◆ Goal of the exercise ◆
Would you write out the whole listing below exactly as given?

◆ Source records ◆

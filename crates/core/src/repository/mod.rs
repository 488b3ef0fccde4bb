//! Persistence boundary consumed by the service, plus its adapters.

/// JSON document backed repository.
pub mod file;
/// Thread-safe in-process repository.
pub mod memory;

pub use file::JsonFileRepository;
pub use memory::InMemoryRepository;

use anyhow::Result;

use crate::models::Videojuego;

/// Storage capability the service delegates to.
///
/// Adapters decide ordering and how duplicate titles resolve; the service
/// relies only on these three operations.
#[cfg_attr(test, mockall::automock)]
pub trait VideojuegoRepository: Send + Sync {
    /// Persist a game.
    fn save(&self, game: Videojuego) -> Result<()>;

    /// Every stored game in adapter-defined order.
    fn get_all(&self) -> Result<Vec<Videojuego>>;

    /// Case-sensitive exact title lookup; `Ok(None)` when absent.
    fn find_by_title(&self, title: &str) -> Result<Option<Videojuego>>;
}
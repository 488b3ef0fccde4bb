use std::{collections::HashMap, sync::Arc};

use anyhow::Result;
use parking_lot::RwLock;
use tracing::debug;

use super::VideojuegoRepository;
use crate::models::Videojuego;

/// Thread-safe in-memory repository. Clones share the same storage.
#[derive(Clone, Default)]
pub struct InMemoryRepository {
    inner: Arc<RwLock<Inner>>,
}

#[derive(Default)]
struct Inner {
    games: Vec<Videojuego>,
    by_title: HashMap<String, usize>,
}

impl InMemoryRepository {
    /// Build an empty repository.
    pub fn new() -> Self {
        Self::default()
    }

    /// Number of saves recorded so far.
    pub fn len(&self) -> usize {
        self.inner.read().games.len()
    }

    /// True when nothing has been saved.
    pub fn is_empty(&self) -> bool {
        self.inner.read().games.is_empty()
    }

    /// Drop every stored game.
    pub fn clear(&self) {
        let mut inner = self.inner.write();
        inner.games.clear();
        inner.by_title.clear();
    }
}

impl VideojuegoRepository for InMemoryRepository {
    fn save(&self, game: Videojuego) -> Result<()> {
        let mut inner = self.inner.write();
        let index = inner.games.len();
        // Latest save wins for lookups; enumeration keeps every entry.
        inner.by_title.insert(game.title().to_string(), index);
        inner.games.push(game);
        debug!(total = inner.games.len(), "game stored in memory");
        Ok(())
    }

    fn get_all(&self) -> Result<Vec<Videojuego>> {
        Ok(self.inner.read().games.clone())
    }

    fn find_by_title(&self, title: &str) -> Result<Option<Videojuego>> {
        let inner = self.inner.read();
        Ok(inner
            .by_title
            .get(title)
            .and_then(|&index| inner.games.get(index))
            .cloned())
    }
}

#[cfg(test)]
mod tests {
    use super::*;

    #[test]
    fn keeps_insertion_order() -> Result<()> {
        let repo = InMemoryRepository::new();
        repo.save(Videojuego::new("Zelda", "Switch", 80, 95))?;
        repo.save(Videojuego::new("Tetris", "Movil", 5, 70))?;

        let titles: Vec<_> = repo
            .get_all()?
            .iter()
            .map(|game| game.title().to_string())
            .collect();
        assert_eq!(titles, ["Zelda", "Tetris"]);
        assert_eq!(repo.len(), 2);
        Ok(())
    }

    #[test]
    fn lookup_is_exact_and_case_sensitive() -> Result<()> {
        let repo = InMemoryRepository::new();
        repo.save(Videojuego::new("Elden Ring", "PC", 120, 95))?;

        let found = repo.find_by_title("Elden Ring")?.expect("stored game");
        assert_eq!(found.hours_played(), 120);
        assert!(repo.find_by_title("elden ring")?.is_none());
        assert!(repo.find_by_title("Elden")?.is_none());
        Ok(())
    }

    #[test]
    fn duplicate_title_resolves_to_latest_save() -> Result<()> {
        let repo = InMemoryRepository::new();
        repo.save(Videojuego::new("Doom", "PC", 10, 80))?;
        repo.save(Videojuego::new("Doom", "PC", 30, 85))?;

        assert_eq!(repo.len(), 2);
        let found = repo.find_by_title("Doom")?.expect("stored game");
        assert_eq!(found.hours_played(), 30);
        Ok(())
    }

    #[test]
    fn clones_share_storage() -> Result<()> {
        let repo = InMemoryRepository::new();
        let handle = repo.clone();
        handle.save(Videojuego::new("Celeste", "PC", 12, 92))?;
        assert!(repo.find_by_title("Celeste")?.is_some());

        repo.clear();
        assert!(handle.is_empty());
        Ok(())
    }
}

◆ Task solution ◆
filename crates/core/src/repository/mod.rs
repository 488b3ef0fccde4bb
//! Persistence boundary consumed by the service, plus its adapters.

/// JSON document backed repository.
pub mod file;
/// Thread-safe in-process repository.
pub mod memory;

pub use file::JsonFileRepository;
pub use memory::InMemoryRepository;

use anyhow::Result;

use crate::models::Videojuego;

/// Storage capability the service delegates to.
///
/// Adapters decide ordering and how duplicate titles resolve; the service
/// relies only on these three operations.
#[cfg_attr(test, mockall::automock)]
pub trait VideojuegoRepository: Send + Sync {
    /// Persist a game.
    fn save(&self, game: Videojuego) -> Result<()>;

    /// Every stored game in adapter-defined order.
    fn get_all(&self) -> Result<Vec<Videojuego>>;

    /// Case-sensitive exact title lookup; `Ok(None)` when absent.
    fn find_by_title(&self, title: &str) -> Result<Option<Videojuego>>;
}
repository 488b3ef0fccde4bb
use std::{collections::HashMap, sync::Arc};

use anyhow::Result;
use parking_lot::RwLock;
use tracing::debug;

use super::VideojuegoRepository;
use crate::models::Videojuego;

/// Thread-safe in-memory repository. Clones share the same storage.
#[derive(Clone, Default)]
pub struct InMemoryRepository {
    inner: Arc<RwLock<Inner>>,
}

#[derive(Default)]
struct Inner {
    games: Vec<Videojuego>,
    by_title: HashMap<String, usize>,
}

impl InMemoryRepository {
    /// Build an empty repository.
    pub fn new() -> Self {
        Self::default()
    }

    /// Number of saves recorded so far.
    pub fn len(&self) -> usize {
        self.inner.read().games.len()
    }

    /// True when nothing has been saved.
    pub fn is_empty(&self) -> bool {
        self.inner.read().games.is_empty()
    }

    /// Drop every stored game.
    pub fn clear(&self) {
        let mut inner = self.inner.write();
        inner.games.clear();
        inner.by_title.clear();
    }
}

impl VideojuegoRepository for InMemoryRepository {
    fn save(&self, game: Videojuego) -> Result<()> {
        let mut inner = self.inner.write();
        let index = inner.games.len();
        // Latest save wins for lookups; enumeration keeps every entry.
        inner.by_title.insert(game.title().to_string(), index);
        inner.games.push(game);
        debug!(total = inner.games.len(), "game stored in memory");
        Ok(())
    }

    fn get_all(&self) -> Result<Vec<Videojuego>> {
        Ok(self.inner.read().games.clone())
    }

    fn find_by_title(&self, title: &str) -> Result<Option<Videojuego>> {
        let inner = self.inner.read();
        Ok(inner
            .by_title
            .get(title)
            .and_then(|&index| inner.games.get(index))
            .cloned())
    }
}

#[cfg(test)]
mod tests {
    use super::*;

    #[test]
    fn keeps_insertion_order() -> Result<()> {
        let repo = InMemoryRepository::new();
        repo.save(Videojuego::new("Zelda", "Switch", 80, 95))?;
        repo.save(Videojuego::new("Tetris", "Movil", 5, 70))?;

        let titles: Vec<_> = repo
            .get_all()?
            .iter()
            .map(|game| game.title().to_string())
            .collect();
        assert_eq!(titles, ["Zelda", "Tetris"]);
        assert_eq!(repo.len(), 2);
        Ok(())
    }

    #[test]
    fn lookup_is_exact_and_case_sensitive() -> Result<()> {
        let repo = InMemoryRepository::new();
        repo.save(Videojuego::new("Elden Ring", "PC", 120, 95))?;

        let found = repo.find_by_title("Elden Ring")?.expect("stored game");
        assert_eq!(found.hours_played(), 120);
        assert!(repo.find_by_title("elden ring")?.is_none());
        assert!(repo.find_by_title("Elden")?.is_none());
        Ok(())
    }

    #[test]
    fn duplicate_title_resolves_to_latest_save() -> Result<()> {
        let repo = InMemoryRepository::new();
        repo.save(Videojuego::new("Doom", "PC", 10, 80))?;
        repo.save(Videojuego::new("Doom", "PC", 30, 85))?;

        assert_eq!(repo.len(), 2);
        let found = repo.find_by_title("Doom")?.expect("stored game");
        assert_eq!(found.hours_played(), 30);
        Ok(())
    }

    #[test]
    fn clones_share_storage() -> Result<()> {
        let repo = InMemoryRepository::new();
        let handle = repo.clone();
        handle.save(Videojuego::new("Celeste", "PC", 12, 92))?;
        assert!(repo.find_by_title("Celeste")?.is_some());

        repo.clear();
        assert!(handle.is_empty());
        Ok(())
    }
}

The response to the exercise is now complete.